Reproduce the complete set of records, exactly as they appear.

Collected data
*****
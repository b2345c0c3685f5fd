// LabWired - Firmware Simulation Platform
// Copyright (C) 2026 Andrii Shylenko
//
// This software is released under the MIT License.
// See the LICENSE file in the project root for full license information.

/// Pack the low four decimal digits of `value` into BCD nibbles, units in
/// bits 3:0. Digits above the thousands are dropped.
pub fn encode_bcd(value: u32) -> u32 {
    let mut remaining = value;
    let mut packed = 0;
    for shift in [0, 4, 8, 12] {
        packed |= (remaining % 10) << shift;
        remaining /= 10;
    }
    packed
}

/// Inverse of [`encode_bcd`]. Returns `None` if any nibble is not a decimal
/// digit or bits above the fourth digit are set.
pub fn decode_bcd(packed: u32) -> Option<u32> {
    if packed > 0xFFFF {
        return None;
    }
    let mut value = 0;
    for shift in [12, 8, 4, 0] {
        let digit = (packed >> shift) & 0xF;
        if digit > 9 {
            return None;
        }
        value = value * 10 + digit;
    }
    Some(value)
}
// LabWired - Firmware Simulation Platform
// Copyright (C) 2026 Andrii Shylenko
//
// This software is released under the MIT License.
// See the LICENSE file in the project root for full license information.

use std::io::{self, Write};
use std::sync::{Arc, Mutex};

/// Console output captured into a shared buffer, so the caller can inspect
/// what the firmware printed while the firmware owns the writer.
#[derive(Debug, Clone, Default)]
pub struct SharedSink {
    buffer: Arc<Mutex<Vec<u8>>>,
}

impl SharedSink {
    pub fn new() -> Self {
        Self::default()
    }

    pub fn contents(&self) -> String {
        self.buffer
            .lock()
            .map(|buf| String::from_utf8_lossy(&buf).into_owned())
            .unwrap_or_default()
    }

    pub fn clear(&self) {
        if let Ok(mut buf) = self.buffer.lock() {
            buf.clear();
        }
    }
}

impl Write for SharedSink {
    fn write(&mut self, data: &[u8]) -> io::Result<usize> {
        let mut buf = self
            .buffer
            .lock()
            .map_err(|_| io::Error::new(io::ErrorKind::Other, "console buffer poisoned"))?;
        buf.extend_from_slice(data);
        Ok(data.len())
    }

    fn flush(&mut self) -> io::Result<()> {
        Ok(())
    }
}

#[cfg(test)]
mod tests {
    use super::*;

    #[test]
    fn test_clones_share_the_buffer() {
        let sink = SharedSink::new();
        let mut writer = sink.clone();
        write!(writer, "CMD:> ").unwrap();
        assert_eq!(sink.contents(), "CMD:> ");
        sink.clear();
        assert_eq!(sink.contents(), "");
    }
}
*****
- [Your response]:
repository b2345c0c3685f5fd
// LabWired - Firmware Simulation Platform
// Copyright (C) 2026 Andrii Shylenko
//
// This software is released under the MIT License.
// See the LICENSE file in the project root for full license information.

/// Pack the low four decimal digits of `value` into BCD nibbles, units in
/// bits 3:0. Digits above the thousands are dropped.
pub fn encode_bcd(value: u32) -> u32 {
    let mut remaining = value;
    let mut packed = 0;
    for shift in [0, 4, 8, 12] {
        packed |= (remaining % 10) << shift;
        remaining /= 10;
    }
    packed
}

/// Inverse of [`encode_bcd`]. Returns `None` if any nibble is not a decimal
/// digit or bits above the fourth digit are set.
pub fn decode_bcd(packed: u32) -> Option<u32> {
    if packed > 0xFFFF {
        return None;
    }
    let mut value = 0;
    for shift in [12, 8, 4, 0] {
        let digit = (packed >> shift) & 0xF;
        if digit > 9 {
            return None;
        }
        value = value * 10 + digit;
    }
    Some(value)
}
// LabWired - Firmware Simulation Platform
// Copyright (C) 2026 Andrii Shylenko
//
// This software is released under the MIT License.
// See the LICENSE file in the project root for full license information.

use std::io::{self, Write};
use std::sync::{Arc, Mutex};

/// Console output captured into a shared buffer, so the caller can inspect
/// what the firmware printed while the firmware owns the writer.
#[derive(Debug, Clone, Default)]
pub struct SharedSink {
    buffer: Arc<Mutex<Vec<u8>>>,
}

impl SharedSink {
    pub fn new() -> Self {
        Self::default()
    }

    pub fn contents(&self) -> String {
        self.buffer
            .lock()
            .map(|buf| String::from_utf8_lossy(&buf).into_owned())
            .unwrap_or_default()
    }

    pub fn clear(&self) {
        if let Ok(mut buf) = self.buffer.lock() {
            buf.clear();
        }
    }
}

impl Write for SharedSink {
    fn write(&mut self, data: &[u8]) -> io::Result<usize> {
        let mut buf = self
            .buffer
            .lock()
            .map_err(|_| io::Error::new(io::ErrorKind::Other, "console buffer poisoned"))?;
        buf.extend_from_slice(data);
        Ok(data.len())
    }

    fn flush(&mut self) -> io::Result<()> {
        Ok(())
    }
}

#[cfg(test)]
mod tests {
    use super::*;

    #[test]
    fn test_clones_share_the_buffer() {
        let sink = SharedSink::new();
        let mut writer = sink.clone();
        write!(writer, "CMD:> ").unwrap();
        assert_eq!(sink.contents(), "CMD:> ");
        sink.clear();
        assert_eq!(sink.contents(), "");
    }
}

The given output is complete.